*TASK GOAL*
Read through the data and report every line in which the word "blend" occurs.

*EXCERPTED RECORDS*
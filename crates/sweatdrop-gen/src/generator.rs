//! Drop geometry generation.
//!
//! Draw order per drop is fixed: size jitter, x, y, then (teardrop only)
//! rotation. Seeded runs are reproducible only while this order holds.

use rand::Rng;
use rand::distributions::{Distribution, Standard};
use sweatdrop_engine::paint::{Color, Fill};
use sweatdrop_engine::shape::{Ellipse, Geometry, Shape, TeardropPath};
use sweatdrop_engine::{Point, Vec2};

use crate::ids::{DropGradientIds, GradientIds};
use crate::recipe::{body_gradient, shadow_gradient};
use crate::{DropVariant, GenerateError, GenerationOptions, SweatDrop};

/// Ellipse outline radii as fractions of the drop size.
const ELLIPSE_RX: f64 = 0.6;
const ELLIPSE_RY: f64 = 0.8;

/// Highlight ellipse radii as fractions of the highlight size.
const HIGHLIGHT_RX: f64 = 0.4;
const HIGHLIGHT_RY: f64 = 0.6;

/// Highlight offset from the drop center, as a fraction of the drop size.
const ELLIPSE_HIGHLIGHT_OFFSET: f64 = 0.3;
const TEARDROP_HIGHLIGHT_OFFSET: f64 = 0.2;

/// Generates `options.drop_count` drops.
///
/// Options are validated first; nothing is sampled when they are invalid.
/// The random source is only read, in a fixed order, so the same seed always
/// yields the same drops.
pub fn generate<R: Rng + ?Sized>(
    options: &GenerationOptions,
    rng: &mut R,
) -> Result<Vec<SweatDrop>, GenerateError> {
    options.validate()?;

    log::debug!(
        "generating {} {} drop(s), base size {}, area {}x{}",
        options.drop_count,
        match options.variant {
            DropVariant::Ellipse => "ellipse",
            DropVariant::Teardrop { .. } => "teardrop",
        },
        options.drop_size,
        options.area_width,
        options.area_height,
    );

    let mut ids = GradientIds::new(options.id_namespace.as_deref());
    let mut drops = Vec::with_capacity(options.drop_count);
    for index in 0..options.drop_count {
        let drop = build_drop(options, index, rng, ids.next_pair());
        log::trace!(
            "{}: center ({:.3}, {:.3}) size {:.3} rotation {:?}",
            drop.label,
            drop.center.x,
            drop.center.y,
            drop.size,
            drop.rotation
        );
        drops.push(drop);
    }

    Ok(drops)
}

fn build_drop<R: Rng + ?Sized>(
    options: &GenerationOptions,
    index: usize,
    rng: &mut R,
    ids: DropGradientIds,
) -> SweatDrop {
    // Validation bounds size_variation to [0, 1), so the clamp only guards rounding.
    let jitter = uniform(rng, -options.size_variation, options.size_variation);
    let size_factor = (1.0 + jitter).max(0.0);
    let size = options.drop_size * size_factor;

    let center = Point::new(
        uniform(rng, 0.0, options.area_width),
        uniform(rng, 0.0, options.area_height),
    );

    let rotation = match options.variant {
        DropVariant::Ellipse => None,
        DropVariant::Teardrop { rotation_variation, .. } => {
            Some(uniform(rng, -rotation_variation, rotation_variation))
        }
    };

    let highlight_offset = match options.variant {
        DropVariant::Ellipse => ELLIPSE_HIGHLIGHT_OFFSET,
        DropVariant::Teardrop { .. } => TEARDROP_HIGHLIGHT_OFFSET,
    };

    let shadow_center = center + polar(options.shadow_angle, options.shadow_distance);
    let highlight_center = center + polar(options.highlight_angle, size * highlight_offset);
    let highlight_size = size * options.highlight_size;

    let blend = options.blend_mode;
    let outline = Outline { variant: options.variant };

    let shadow = Shape::new(
        outline.drop(shadow_center, size),
        Fill::gradient(ids.shadow.clone()),
        blend,
    );
    let body = Shape::new(outline.drop(center, size), Fill::gradient(ids.body.clone()), blend);
    let highlight = Shape::new(
        outline.highlight(highlight_center, highlight_size),
        Fill::solid(Color::WHITE, options.highlight_opacity),
        blend,
    );

    let (shadow, body, highlight) = match rotation {
        Some(deg) => (shadow.rotated(deg), body.rotated(deg), highlight.rotated(deg)),
        None => (shadow, body, highlight),
    };

    SweatDrop {
        index,
        label: options.variant.drop_label(index),
        center,
        size,
        rotation,
        shadow,
        body,
        highlight,
        gradients: vec![
            shadow_gradient(ids.shadow, options.shadow_opacity).into(),
            body_gradient(ids.body).into(),
        ],
    }
}

/// Outline builder for one variant.
struct Outline {
    variant: DropVariant,
}

impl Outline {
    /// Outline shared by the shadow and the body.
    fn drop(&self, center: Point, size: f64) -> Geometry {
        match self.variant {
            DropVariant::Ellipse => {
                Ellipse::new(center, size * ELLIPSE_RX, size * ELLIPSE_RY).into()
            }
            DropVariant::Teardrop { teardrop_ratio, .. } => {
                TeardropPath::new(center, size, teardrop_ratio).into()
            }
        }
    }

    /// Smaller outline for the highlight. The teardrop keeps its own proportions.
    fn highlight(&self, center: Point, size: f64) -> Geometry {
        match self.variant {
            DropVariant::Ellipse => {
                Ellipse::new(center, size * HIGHLIGHT_RX, size * HIGHLIGHT_RY).into()
            }
            DropVariant::Teardrop { teardrop_ratio, .. } => {
                TeardropPath::new(center, size, teardrop_ratio).into()
            }
        }
    }
}

/// Uniform sample in `[lo, hi)`; returns `lo` when the range is empty.
#[inline]
fn uniform<R: Rng + ?Sized>(rng: &mut R, lo: f64, hi: f64) -> f64 {
    let u: f64 = Standard.sample(rng);
    lo + (hi - lo) * u
}

/// Offset of `distance` along `degrees` (+Y down).
#[inline]
fn polar(degrees: f64, distance: f64) -> Vec2 {
    Vec2::from_angle(degrees.to_radians()) * distance
}
//! Environment variable configuration
//!
//! Provides environment variable overrides for configuration.

use std::env;

use super::AppConfig;

/// Environment variable prefix
const ENV_PREFIX: &str = "FLEETX_APITEST";

/// Environment configuration from environment variables
#[derive(Clone, Debug, Default)]
pub struct EnvConfig {
    /// Server root from FLEETX_APITEST_BASE_URL
    pub base_url: Option<String>,
    /// Request timeout from FLEETX_APITEST_TIMEOUT
    pub timeout: Option<u64>,
    /// Readiness attempts from FLEETX_APITEST_MAX_ATTEMPTS
    pub max_attempts: Option<u32>,
    /// Readiness delay from FLEETX_APITEST_DELAY
    pub delay: Option<u64>,
    /// Config file from FLEETX_APITEST_CONFIG
    pub config_file: Option<String>,
    /// Output format from FLEETX_APITEST_FORMAT
    pub format: Option<String>,
}

impl EnvConfig {
    /// Load configuration from environment variables
    pub fn load() -> Self {
        Self {
            base_url: get_env("BASE_URL"),
            timeout: get_env_parse("TIMEOUT"),
            max_attempts: get_env_parse("MAX_ATTEMPTS"),
            delay: get_env_parse("DELAY"),
            config_file: get_env("CONFIG"),
            format: get_env("FORMAT"),
        }
    }

    /// Check if any environment variables are set
    pub fn has_any(&self) -> bool {
        self.base_url.is_some()
            || self.timeout.is_some()
            || self.max_attempts.is_some()
            || self.delay.is_some()
            || self.config_file.is_some()
            || self.format.is_some()
    }

    /// Overlay the set variables onto `config`
    pub fn apply(&self, config: &mut AppConfig) {
        if let Some(base_url) = &self.base_url {
            config.base_url = base_url.clone();
        }
        if let Some(timeout) = self.timeout {
            config.timeout_secs = timeout;
        }
        if let Some(max_attempts) = self.max_attempts {
            config.readiness.max_attempts = max_attempts;
        }
        if let Some(delay) = self.delay {
            config.readiness.delay_secs = delay;
        }
    }

    /// Print current environment configuration
    pub fn print_summary(&self) {
        println!("Environment Configuration:");
        println!("  {}_BASE_URL:     {:?}", ENV_PREFIX, self.base_url);
        println!("  {}_TIMEOUT:      {:?}", ENV_PREFIX, self.timeout);
        println!("  {}_MAX_ATTEMPTS: {:?}", ENV_PREFIX, self.max_attempts);
        println!("  {}_DELAY:        {:?}", ENV_PREFIX, self.delay);
        println!("  {}_CONFIG:       {:?}", ENV_PREFIX, self.config_file);
        println!("  {}_FORMAT:       {:?}", ENV_PREFIX, self.format);
    }
}

/// Get environment variable with prefix
fn get_env(name: &str) -> Option<String> {
    env::var(format!("{ENV_PREFIX}_{name}")).ok()
}

/// Get environment variable and parse to type
fn get_env_parse<T: std::str::FromStr>(name: &str) -> Option<T> {
    get_env(name).and_then(|v| v.parse().ok())
}

/// Print all FLEETX_APITEST environment variables
pub fn print_env_help() {
    println!("Environment Variables:");
    println!();
    println!("  {ENV_PREFIX}_BASE_URL       Server root URL");
    println!("  {ENV_PREFIX}_TIMEOUT        Request timeout in seconds");
    println!("  {ENV_PREFIX}_MAX_ATTEMPTS   Readiness poll attempts");
    println!("  {ENV_PREFIX}_DELAY          Seconds between readiness attempts");
    println!("  {ENV_PREFIX}_CONFIG         Path to configuration file");
    println!("  {ENV_PREFIX}_FORMAT         Output format (table, json, json-pretty, summary)");
    println!();
    println!("Example:");
    println!("  export {ENV_PREFIX}_BASE_URL=http://staging.internal:5000");
    println!("  fleetx-apitest run");
}

#[cfg(test)]
mod tests {
    use super::*;

    #[test]
    fn test_env_config_default() {
        let config = EnvConfig::default();
        assert!(config.base_url.is_none());
        assert!(!config.has_any());
    }

    #[test]
    fn test_apply_overrides() {
        let env_config = EnvConfig {
            base_url: Some("http://10.0.0.5:5000".to_string()),
            max_attempts: Some(5),
            delay: Some(1),
            ..Default::default()
        };
        assert!(env_config.has_any());

        let mut config = AppConfig::default();
        env_config.apply(&mut config);

        assert_eq!(config.base_url, "http://10.0.0.5:5000");
        assert_eq!(config.readiness.max_attempts, 5);
        assert_eq!(config.readiness.delay_secs, 1);
        assert_eq!(config.timeout_secs, 10);
    }

    #[test]
    fn test_load_reads_prefixed_vars() {
        env::set_var("FLEETX_APITEST_MAX_ATTEMPTS", "7");
        let config = EnvConfig::load();
        env::remove_var("FLEETX_APITEST_MAX_ATTEMPTS");

        assert_eq!(config.max_attempts, Some(7));
    }
}
//! Results storage module
//!
//! Provides persistent storage and export for test runs.

mod storage;

pub use storage::{ExportFormat, ResultsStorage, StoredRun};
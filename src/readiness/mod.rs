//! Server readiness checks
//!
//! Provides the startup wait that gates every test run.

mod poller;

pub use poller::ReadinessPoller;
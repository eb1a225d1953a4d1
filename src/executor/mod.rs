//! Test execution engine
//!
//! Provides the sequential suite runner.

mod runner;

pub use runner::SuiteRunner;
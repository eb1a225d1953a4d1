//! Scenario 7: Admin Operations
//!
//! An admin lists users and re-activates the first one. Only the listing
//! decides the outcome; a rejected status update is reported but still
//! passes.

use serde_json::json;
use tracing::{info, warn};

use super::{shape, ScenarioContext, StepError};
use crate::http::HttpRequest;
use crate::models::Role;

#[derive(Clone, Debug)]
pub struct AdminOperationsScenario {
    pub role: Role,
    /// Status written back to the first user
    pub status: String,
}

impl Default for AdminOperationsScenario {
    fn default() -> Self {
        Self {
            role: Role::Admin,
            status: "ACTIVE".to_string(),
        }
    }
}

impl AdminOperationsScenario {
    pub async fn run(&self, ctx: &ScenarioContext) -> Result<String, StepError> {
        info!("Running Admin Operations scenario");
        let token = ctx.login(self.role).await?;

        let listing = ctx
            .expect_json(
                HttpRequest::get(ctx.api("/users")).bearer(&token),
                200,
                "Failed to retrieve users",
            )
            .await?;
        let users = shape::list(&listing, "users", "user list")?;

        let Some(first_user) = users.first() else {
            return Ok("Retrieved 0 users".to_string());
        };
        let user_id = shape::id(first_user, "id", "user list")?;

        let update = ctx
            .client
            .send(
                HttpRequest::put(ctx.api(&format!("/users/{user_id}/status")))
                    .bearer(&token)
                    .json(&json!({"status": self.status})),
            )
            .await?;

        if update.status_code == 200 {
            Ok(format!("Retrieved {} users, Updated user status", users.len()))
        } else {
            warn!(
                "Status update for user {} returned {}",
                user_id, update.status_code
            );
            Ok(format!(
                "Retrieved {} users, Status update failed: {}",
                users.len(),
                update.status_code
            ))
        }
    }
}
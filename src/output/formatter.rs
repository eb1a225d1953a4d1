//! Output formatters for test results
//!
//! Provides Table, JSON, and summary output formats.

use crate::models::ResultSet;

/// Output format options
#[derive(Clone, Copy, Debug, PartialEq, Eq)]
pub enum OutputFormat {
    Table,
    Json,
    JsonPretty,
    Summary,
}

impl OutputFormat {
    pub fn from_str(s: &str) -> Option<Self> {
        match s.to_lowercase().as_str() {
            "table" => Some(OutputFormat::Table),
            "json" => Some(OutputFormat::Json),
            "json-pretty" | "jsonpretty" => Some(OutputFormat::JsonPretty),
            "summary" => Some(OutputFormat::Summary),
            _ => None,
        }
    }
}

/// Result formatter
pub struct ResultFormatter {
    format: OutputFormat,
}

impl ResultFormatter {
    pub fn new(format: OutputFormat) -> Self {
        Self { format }
    }

    /// Format a finished run
    pub fn format_results(&self, results: &ResultSet) -> String {
        match self.format {
            OutputFormat::Table => results.to_string(),
            OutputFormat::Json => serde_json::to_string(results).unwrap_or_default(),
            OutputFormat::JsonPretty => serde_json::to_string_pretty(results).unwrap_or_default(),
            OutputFormat::Summary => self.format_brief(results),
        }
    }

    /// Print a finished run to stdout
    pub fn print(&self, results: &ResultSet) {
        match self.format {
            OutputFormat::Table => results.print_summary(),
            _ => println!("{}", self.format_results(results)),
        }
    }

    fn format_brief(&self, results: &ResultSet) -> String {
        let failed: Vec<&str> = results
            .outcomes()
            .iter()
            .filter(|o| !o.passed)
            .map(|o| o.name.as_str())
            .collect();

        let mut line = format!(
            "{}/{} passed ({:.1}%) in {}ms",
            results.passed,
            results.total,
            results.pass_rate(),
            results.total_duration_ms()
        );
        if !failed.is_empty() {
            line.push_str(&format!(" - failed: {}", failed.join(", ")));
        }
        line
    }
}

#[cfg(test)]
mod tests {
    use super::*;

    fn sample() -> ResultSet {
        let mut results = ResultSet::new();
        results.add_result("Server Startup", true, "Server started successfully");
        results.add_result("Bid Operations", false, "No loads available for bidding");
        results
    }

    #[test]
    fn test_output_format_from_str() {
        assert_eq!(OutputFormat::from_str("JSON"), Some(OutputFormat::Json));
        assert_eq!(
            OutputFormat::from_str("json-pretty"),
            Some(OutputFormat::JsonPretty)
        );
        assert_eq!(OutputFormat::from_str("xml"), None);
    }

    #[test]
    fn test_json_output() {
        let output = ResultFormatter::new(OutputFormat::Json).format_results(&sample());
        let value: serde_json::Value = serde_json::from_str(&output).unwrap();
        assert_eq!(value["total"], 2);
        assert_eq!(value["outcomes"][1]["name"], "Bid Operations");
        assert_eq!(value["outcomes"][1]["passed"], false);
    }

    #[test]
    fn test_summary_output() {
        let output = ResultFormatter::new(OutputFormat::Summary).format_results(&sample());
        assert!(output.starts_with("1/2 passed (50.0%)"));
        assert!(output.ends_with("failed: Bid Operations"));
    }

    #[test]
    fn test_table_output_matches_report() {
        let results = sample();
        let output = ResultFormatter::new(OutputFormat::Table).format_results(&results);
        assert_eq!(output, results.to_string());
    }
}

*EXPECTED ANSWER*
    let blend = options.blend_mode;
        blend,
    let body = Shape::new(outline.drop(center, size), Fill::gradient(ids.body.clone()), blend);
        blend,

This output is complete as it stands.